--- TASK DESCRIPTION ---
Filter the entries for lines with the word "schema".

** Opening SOURCE INFORMATION block **

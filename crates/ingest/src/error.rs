//! Fatal ingestion errors
//!
//! Per-message failures are resolved by rejecting the delivery. Anything
//! that reaches this type ends the loop and the process.

use chq_broker::BrokerError;
use chq_store::CoercionError;

#[derive(Debug, thiserror::Error)]
pub enum IngestError {
    /// Broker connection or acknowledgement failure
    #[error(transparent)]
    Broker(#[from] BrokerError),

    /// The store could not be reached while fetching a schema
    #[error("schema introspection for '{destination}' failed: {source}")]
    StoreUnavailable {
        destination: String,
        #[source]
        source: CoercionError,
    },

    /// The subscription ended without being cancelled
    #[error("broker subscription ended unexpectedly")]
    SubscriptionEnded,

    /// A message task panicked or was aborted
    #[error("message task failed: {0}")]
    Task(#[from] tokio::task::JoinError),
}

impl IngestError {
    /// The broker session is gone; back off before exiting
    pub fn is_broker_connection(&self) -> bool {
        match self {
            Self::Broker(e) => e.is_connection(),
            Self::SubscriptionEnded => true,
            _ => false,
        }
    }
}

** Closing SOURCE INFORMATION block **

--- ANSWER FOR THIS EXERCISE ---
    /// The store could not be reached while fetching a schema
    #[error("schema introspection for '{destination}' failed: {source}")]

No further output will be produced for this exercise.